- [Saved entries]:
//! Destination traits and error types.
//!
//! A [`Destination`] hands out one [`Sink`] per output file. The caller writes
//! the document bytes into the sink and calls [`Sink::finish`] to commit it.
//! Dropping a sink without finishing releases the underlying handle; whatever
//! bytes reached the backend stay there.
//!
//! # File Names
//!
//! Names passed to [`Destination::open`] are flat file names such as
//! `"sitemap.xml"` or `"sitemap3.xml.gz"`. Backends that map names onto a
//! hierarchy reject names containing path separators or `..` components.

use std::io::Write;
use std::path::PathBuf;

use crate::compress::Compression;

/// Semantic error categories.
#[derive(Debug, PartialEq, Eq)]
#[non_exhaustive]
pub enum StorageErrorKind {
    /// Parent location does not exist and could not be created.
    NotFound,
    /// Permission denied.
    PermissionDenied,
    /// Name is not a plain file name.
    InvalidName,
    /// Backend has no room left.
    StorageFull,
    /// Operation timed out.
    Timeout,
    /// Other/unknown error category.
    Other,
}

/// Retry guidance.
#[derive(Debug, PartialEq, Eq, Default)]
pub enum ErrorStatus {
    /// Don't retry (bad name, permission denied).
    #[default]
    Permanent,
    /// Retry immediately (timeout, interrupted write).
    Temporary,
}

/// Destination error with semantic kind and backend-specific source.
#[derive(Debug)]
pub struct StorageError {
    /// Semantic error category.
    pub kind: StorageErrorKind,
    /// Retry guidance.
    pub status: ErrorStatus,
    /// Path or file name context (if applicable).
    pub path: Option<PathBuf>,
    /// Backend identifier (e.g., "Fs", "Mock").
    pub backend: Option<&'static str>,
    source: Option<Box<dyn std::error::Error + Send + Sync>>,
}

impl StorageError {
    /// Create a new storage error.
    #[must_use]
    pub fn new(kind: StorageErrorKind) -> Self {
        Self {
            kind,
            status: ErrorStatus::Permanent,
            path: None,
            backend: None,
            source: None,
        }
    }

    /// Attach path context.
    #[must_use]
    pub fn with_path(mut self, path: impl Into<PathBuf>) -> Self {
        self.path = Some(path.into());
        self
    }

    /// Attach backend identifier.
    #[must_use]
    pub fn with_backend(mut self, backend: &'static str) -> Self {
        self.backend = Some(backend);
        self
    }

    /// Set retry status.
    #[must_use]
    pub fn with_status(mut self, status: ErrorStatus) -> Self {
        self.status = status;
        self
    }

    /// Attach the underlying error source.
    #[must_use]
    pub fn with_source(mut self, source: impl std::error::Error + Send + Sync + 'static) -> Self {
        self.source = Some(Box::new(source));
        self
    }

    /// Downcast the source error to a concrete type.
    #[must_use]
    pub fn downcast_source<E: std::error::Error + 'static>(&self) -> Option<&E> {
        self.source.as_ref()?.downcast_ref()
    }

    /// Create an invalid name error.
    #[must_use]
    pub fn invalid_name(name: &str) -> Self {
        Self::new(StorageErrorKind::InvalidName).with_path(name)
    }

    /// Create a storage error from an I/O error.
    #[must_use]
    pub fn io(err: std::io::Error, path: Option<PathBuf>) -> Self {
        let kind = match err.kind() {
            std::io::ErrorKind::NotFound => StorageErrorKind::NotFound,
            std::io::ErrorKind::PermissionDenied => StorageErrorKind::PermissionDenied,
            std::io::ErrorKind::StorageFull => StorageErrorKind::StorageFull,
            std::io::ErrorKind::TimedOut => StorageErrorKind::Timeout,
            _ => StorageErrorKind::Other,
        };
        let status = match err.kind() {
            std::io::ErrorKind::TimedOut | std::io::ErrorKind::Interrupted => {
                ErrorStatus::Temporary
            }
            _ => ErrorStatus::Permanent,
        };
        let mut error = Self::new(kind).with_status(status).with_source(err);
        if let Some(p) = path {
            error = error.with_path(p);
        }
        error
    }
}

impl std::fmt::Display for StorageError {
    fn fmt(&self, f: &mut std::fmt::Formatter<'_>) -> std::fmt::Result {
        // "[Backend] Kind: source (path: sitemap.xml)"
        if let Some(backend) = self.backend {
            write!(f, "[{backend}] ")?;
        }

        let kind_str = match self.kind {
            StorageErrorKind::NotFound => "Not found",
            StorageErrorKind::PermissionDenied => "Permission denied",
            StorageErrorKind::InvalidName => "Invalid file name",
            StorageErrorKind::StorageFull => "Storage full",
            StorageErrorKind::Timeout => "Timeout",
            StorageErrorKind::Other => "Error",
        };
        write!(f, "{kind_str}")?;

        if let Some(source) = &self.source {
            write!(f, ": {source}")?;
        }
        if let Some(path) = &self.path {
            write!(f, " (path: {})", path.display())?;
        }
        Ok(())
    }
}

impl std::error::Error for StorageError {
    fn source(&self) -> Option<&(dyn std::error::Error + 'static)> {
        self.source
            .as_ref()
            .map(|s| s.as_ref() as &(dyn std::error::Error + 'static))
    }
}

/// A committed output file.
#[derive(Debug, Clone, PartialEq, Eq)]
pub struct Written {
    /// File name as passed to [`Destination::open`].
    pub name: String,
    /// Location on disk, for backends that have one.
    pub path: Option<PathBuf>,
    /// Number of bytes stored (after compression).
    pub bytes: u64,
}

/// Writable byte sink for one output file.
///
/// Obtained from [`Destination::open`]. Committed by [`Sink::finish`].
pub trait Sink: Write {
    /// Flush buffered bytes, finalize compression and release the handle.
    ///
    /// # Errors
    ///
    /// Returns [`StorageError`] if the final write or flush fails.
    fn finish(self: Box<Self>) -> Result<Written, StorageError>;
}

/// Provider of output files.
///
/// Implementations commit to making each finished sink's contents available
/// under the name it was opened with, so callers can derive the file's public
/// URL from that name.
pub trait Destination: Send + Sync {
    /// Open a new sink for `name`, replacing any previous file of that name.
    ///
    /// # Errors
    ///
    /// Returns [`StorageError`] if `name` is not a plain file name or the
    /// backend cannot create the file.
    fn open(&self, name: &str, compression: Compression) -> Result<Box<dyn Sink>, StorageError>;

    /// Backend identifier used in logs and errors.
    fn backend(&self) -> &'static str;
}

/// Reject names that are empty or would escape a flat namespace.
pub(crate) fn validate_name(name: &str) -> Result<(), StorageError> {
    if name.is_empty() || name == "." || name == ".." || name.contains(['/', '\\']) {
        return Err(StorageError::invalid_name(name));
    }
    Ok(())
}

- [Aim of the task]: Go through the records above and copy every line holding the word "Permanent".

- [Response to this exercise]:
    Permanent,
            status: ErrorStatus::Permanent,
            _ => ErrorStatus::Permanent,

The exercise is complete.